■ TASK INPUTS:

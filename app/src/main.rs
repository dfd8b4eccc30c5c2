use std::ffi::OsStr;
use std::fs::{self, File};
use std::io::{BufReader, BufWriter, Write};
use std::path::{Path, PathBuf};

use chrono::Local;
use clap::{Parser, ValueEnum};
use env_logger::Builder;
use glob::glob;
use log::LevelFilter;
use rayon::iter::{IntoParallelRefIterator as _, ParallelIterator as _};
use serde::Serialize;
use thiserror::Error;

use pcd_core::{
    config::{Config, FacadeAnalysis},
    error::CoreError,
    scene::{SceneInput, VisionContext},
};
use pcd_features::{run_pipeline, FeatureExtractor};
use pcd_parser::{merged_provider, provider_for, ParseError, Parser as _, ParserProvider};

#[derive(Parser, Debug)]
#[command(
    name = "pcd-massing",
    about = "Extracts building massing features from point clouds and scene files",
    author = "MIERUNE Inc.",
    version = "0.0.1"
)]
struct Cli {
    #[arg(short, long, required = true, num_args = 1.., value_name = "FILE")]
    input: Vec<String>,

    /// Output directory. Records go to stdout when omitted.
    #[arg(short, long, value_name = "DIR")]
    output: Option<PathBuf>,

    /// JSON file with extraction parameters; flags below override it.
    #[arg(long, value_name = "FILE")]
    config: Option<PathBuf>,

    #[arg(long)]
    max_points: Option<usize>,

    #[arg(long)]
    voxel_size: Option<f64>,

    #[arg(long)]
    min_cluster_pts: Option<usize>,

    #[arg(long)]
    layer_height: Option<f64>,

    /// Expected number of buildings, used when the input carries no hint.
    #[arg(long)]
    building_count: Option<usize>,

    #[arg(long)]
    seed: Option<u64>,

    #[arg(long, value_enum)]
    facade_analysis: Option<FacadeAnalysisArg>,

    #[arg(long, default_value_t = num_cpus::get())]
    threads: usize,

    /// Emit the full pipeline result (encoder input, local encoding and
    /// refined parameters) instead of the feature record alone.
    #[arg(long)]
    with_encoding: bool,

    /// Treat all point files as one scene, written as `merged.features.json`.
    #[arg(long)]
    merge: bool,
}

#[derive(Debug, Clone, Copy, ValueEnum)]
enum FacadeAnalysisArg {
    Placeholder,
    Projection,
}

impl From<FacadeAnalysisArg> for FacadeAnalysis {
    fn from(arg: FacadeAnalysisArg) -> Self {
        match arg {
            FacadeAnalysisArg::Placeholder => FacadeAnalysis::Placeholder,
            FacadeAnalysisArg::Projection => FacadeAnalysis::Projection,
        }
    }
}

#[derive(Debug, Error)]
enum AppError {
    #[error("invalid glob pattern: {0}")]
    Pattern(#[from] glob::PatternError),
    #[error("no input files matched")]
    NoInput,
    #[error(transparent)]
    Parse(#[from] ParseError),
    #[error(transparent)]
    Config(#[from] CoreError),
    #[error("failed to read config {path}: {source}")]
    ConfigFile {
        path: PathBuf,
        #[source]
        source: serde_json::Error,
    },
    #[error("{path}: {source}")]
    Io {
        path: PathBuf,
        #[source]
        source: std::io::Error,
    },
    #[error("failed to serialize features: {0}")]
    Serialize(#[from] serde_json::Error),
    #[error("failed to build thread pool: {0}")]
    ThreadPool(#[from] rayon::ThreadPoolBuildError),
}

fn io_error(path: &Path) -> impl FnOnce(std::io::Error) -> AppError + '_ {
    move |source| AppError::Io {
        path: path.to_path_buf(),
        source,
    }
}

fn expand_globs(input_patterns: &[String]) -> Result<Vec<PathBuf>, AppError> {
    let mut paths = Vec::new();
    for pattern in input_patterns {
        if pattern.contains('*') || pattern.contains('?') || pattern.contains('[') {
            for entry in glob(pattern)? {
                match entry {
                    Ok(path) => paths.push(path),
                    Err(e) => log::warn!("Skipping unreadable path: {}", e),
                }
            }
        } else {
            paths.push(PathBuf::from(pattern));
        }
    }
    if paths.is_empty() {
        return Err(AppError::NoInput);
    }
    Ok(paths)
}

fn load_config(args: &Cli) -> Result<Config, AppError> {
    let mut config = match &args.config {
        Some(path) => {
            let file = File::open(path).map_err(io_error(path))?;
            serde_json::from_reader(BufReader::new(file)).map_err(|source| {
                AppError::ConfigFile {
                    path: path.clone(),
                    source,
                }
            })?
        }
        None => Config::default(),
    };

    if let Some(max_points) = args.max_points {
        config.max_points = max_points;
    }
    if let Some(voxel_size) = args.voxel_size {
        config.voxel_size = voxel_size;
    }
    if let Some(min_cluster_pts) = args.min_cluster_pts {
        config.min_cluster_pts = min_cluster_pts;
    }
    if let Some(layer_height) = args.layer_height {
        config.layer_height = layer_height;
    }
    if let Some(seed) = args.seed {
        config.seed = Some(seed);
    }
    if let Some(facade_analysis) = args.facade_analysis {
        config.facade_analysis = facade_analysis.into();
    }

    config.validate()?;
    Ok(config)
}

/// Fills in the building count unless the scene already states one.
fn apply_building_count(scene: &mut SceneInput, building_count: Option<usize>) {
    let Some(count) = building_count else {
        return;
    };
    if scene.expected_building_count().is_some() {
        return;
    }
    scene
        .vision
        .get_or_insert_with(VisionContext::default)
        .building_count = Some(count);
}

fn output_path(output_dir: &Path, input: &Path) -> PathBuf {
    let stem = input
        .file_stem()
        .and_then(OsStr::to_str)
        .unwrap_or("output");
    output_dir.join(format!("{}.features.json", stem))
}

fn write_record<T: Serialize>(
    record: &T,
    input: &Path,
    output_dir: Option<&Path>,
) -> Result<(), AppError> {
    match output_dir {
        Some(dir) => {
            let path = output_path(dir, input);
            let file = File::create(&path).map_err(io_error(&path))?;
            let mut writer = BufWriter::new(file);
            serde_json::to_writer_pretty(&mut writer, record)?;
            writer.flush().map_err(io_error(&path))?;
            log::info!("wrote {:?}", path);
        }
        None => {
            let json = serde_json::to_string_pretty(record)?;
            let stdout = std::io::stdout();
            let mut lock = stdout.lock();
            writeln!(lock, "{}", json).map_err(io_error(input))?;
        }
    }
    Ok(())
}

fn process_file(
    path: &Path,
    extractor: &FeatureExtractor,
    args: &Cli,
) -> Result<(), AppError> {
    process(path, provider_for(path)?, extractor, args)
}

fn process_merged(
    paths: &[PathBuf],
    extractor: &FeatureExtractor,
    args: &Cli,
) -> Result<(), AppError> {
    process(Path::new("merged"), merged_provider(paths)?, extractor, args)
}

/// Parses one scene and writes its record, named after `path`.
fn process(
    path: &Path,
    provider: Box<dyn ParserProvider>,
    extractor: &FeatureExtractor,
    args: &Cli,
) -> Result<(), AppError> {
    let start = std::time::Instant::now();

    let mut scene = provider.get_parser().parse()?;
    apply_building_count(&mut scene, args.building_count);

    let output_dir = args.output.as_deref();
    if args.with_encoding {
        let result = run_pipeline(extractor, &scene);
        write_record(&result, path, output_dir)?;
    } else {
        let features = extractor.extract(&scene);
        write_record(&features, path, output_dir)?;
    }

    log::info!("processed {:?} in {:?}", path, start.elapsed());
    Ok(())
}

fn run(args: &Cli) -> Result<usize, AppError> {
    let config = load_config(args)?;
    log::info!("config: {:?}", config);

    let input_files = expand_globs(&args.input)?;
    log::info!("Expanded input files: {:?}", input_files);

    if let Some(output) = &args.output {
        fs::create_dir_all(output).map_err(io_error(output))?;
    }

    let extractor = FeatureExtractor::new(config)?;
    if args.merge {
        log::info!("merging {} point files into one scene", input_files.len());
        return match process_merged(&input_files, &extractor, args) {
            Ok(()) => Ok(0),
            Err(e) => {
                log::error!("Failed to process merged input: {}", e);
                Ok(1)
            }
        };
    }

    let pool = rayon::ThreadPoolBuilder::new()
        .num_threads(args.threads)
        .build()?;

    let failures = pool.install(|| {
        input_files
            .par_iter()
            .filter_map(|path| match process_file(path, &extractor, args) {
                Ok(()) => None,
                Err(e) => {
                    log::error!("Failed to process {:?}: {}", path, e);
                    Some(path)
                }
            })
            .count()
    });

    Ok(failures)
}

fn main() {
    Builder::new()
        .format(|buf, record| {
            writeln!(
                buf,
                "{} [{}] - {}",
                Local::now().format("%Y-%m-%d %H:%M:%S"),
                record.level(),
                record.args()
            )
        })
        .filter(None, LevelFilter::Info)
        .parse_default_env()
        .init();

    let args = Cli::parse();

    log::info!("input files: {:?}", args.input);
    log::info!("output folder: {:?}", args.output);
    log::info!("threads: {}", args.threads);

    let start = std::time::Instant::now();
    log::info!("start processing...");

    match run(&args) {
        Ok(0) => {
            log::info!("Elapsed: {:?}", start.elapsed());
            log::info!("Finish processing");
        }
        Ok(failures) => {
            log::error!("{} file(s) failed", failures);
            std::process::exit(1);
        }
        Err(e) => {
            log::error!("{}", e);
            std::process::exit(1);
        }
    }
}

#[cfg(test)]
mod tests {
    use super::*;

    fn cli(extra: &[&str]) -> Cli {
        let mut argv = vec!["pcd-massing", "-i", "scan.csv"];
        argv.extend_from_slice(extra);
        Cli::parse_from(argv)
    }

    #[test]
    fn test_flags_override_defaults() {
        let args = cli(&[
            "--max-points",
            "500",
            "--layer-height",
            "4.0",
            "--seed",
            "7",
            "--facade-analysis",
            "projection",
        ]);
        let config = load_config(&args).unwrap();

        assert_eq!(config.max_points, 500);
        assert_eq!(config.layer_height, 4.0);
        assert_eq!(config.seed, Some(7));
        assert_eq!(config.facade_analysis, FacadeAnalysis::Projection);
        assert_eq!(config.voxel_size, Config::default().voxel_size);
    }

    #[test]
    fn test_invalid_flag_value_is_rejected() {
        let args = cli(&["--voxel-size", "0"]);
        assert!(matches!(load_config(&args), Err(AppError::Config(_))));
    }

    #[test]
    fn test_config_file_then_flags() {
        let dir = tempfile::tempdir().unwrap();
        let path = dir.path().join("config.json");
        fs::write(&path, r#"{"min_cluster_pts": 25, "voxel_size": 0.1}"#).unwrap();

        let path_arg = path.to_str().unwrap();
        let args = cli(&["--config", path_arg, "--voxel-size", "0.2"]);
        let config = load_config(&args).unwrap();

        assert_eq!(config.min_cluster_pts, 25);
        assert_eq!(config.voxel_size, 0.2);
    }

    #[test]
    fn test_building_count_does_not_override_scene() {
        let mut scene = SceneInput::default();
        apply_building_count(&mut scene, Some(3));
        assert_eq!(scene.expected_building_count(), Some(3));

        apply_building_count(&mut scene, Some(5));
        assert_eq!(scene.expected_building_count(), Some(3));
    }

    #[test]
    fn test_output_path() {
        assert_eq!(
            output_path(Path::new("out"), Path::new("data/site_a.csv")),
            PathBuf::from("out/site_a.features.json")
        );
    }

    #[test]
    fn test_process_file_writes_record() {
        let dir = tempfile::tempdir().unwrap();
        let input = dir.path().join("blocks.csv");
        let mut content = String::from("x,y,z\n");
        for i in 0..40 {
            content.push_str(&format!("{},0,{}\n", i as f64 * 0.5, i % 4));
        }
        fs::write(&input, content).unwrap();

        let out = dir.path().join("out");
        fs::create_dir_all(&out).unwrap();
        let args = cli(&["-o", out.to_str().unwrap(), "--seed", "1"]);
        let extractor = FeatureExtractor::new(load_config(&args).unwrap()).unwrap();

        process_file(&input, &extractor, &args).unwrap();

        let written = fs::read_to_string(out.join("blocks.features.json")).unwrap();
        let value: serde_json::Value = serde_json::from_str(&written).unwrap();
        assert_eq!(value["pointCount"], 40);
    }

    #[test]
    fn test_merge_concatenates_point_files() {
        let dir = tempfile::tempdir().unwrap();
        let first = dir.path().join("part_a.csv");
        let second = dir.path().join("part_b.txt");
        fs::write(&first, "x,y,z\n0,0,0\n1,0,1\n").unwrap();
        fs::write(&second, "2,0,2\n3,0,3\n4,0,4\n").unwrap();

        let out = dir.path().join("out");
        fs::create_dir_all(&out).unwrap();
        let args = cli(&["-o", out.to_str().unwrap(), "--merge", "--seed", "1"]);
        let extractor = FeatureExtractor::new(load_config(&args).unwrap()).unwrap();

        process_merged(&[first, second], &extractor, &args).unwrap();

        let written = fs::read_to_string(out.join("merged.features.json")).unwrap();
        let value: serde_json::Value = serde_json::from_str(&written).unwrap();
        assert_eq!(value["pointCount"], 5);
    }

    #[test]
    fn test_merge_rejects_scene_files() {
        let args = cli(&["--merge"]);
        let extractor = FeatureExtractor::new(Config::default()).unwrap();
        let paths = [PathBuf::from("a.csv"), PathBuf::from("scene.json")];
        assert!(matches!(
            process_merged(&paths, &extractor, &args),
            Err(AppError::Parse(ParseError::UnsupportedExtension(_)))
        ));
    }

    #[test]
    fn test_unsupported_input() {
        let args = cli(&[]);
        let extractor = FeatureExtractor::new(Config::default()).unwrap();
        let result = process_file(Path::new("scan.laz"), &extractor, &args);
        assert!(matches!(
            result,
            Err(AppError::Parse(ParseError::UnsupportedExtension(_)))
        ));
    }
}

■ REQUIREMENT: Across the records, count the lines holding the string "writeln". Give the number and stop.

■ EXPECTED OUTPUT: 2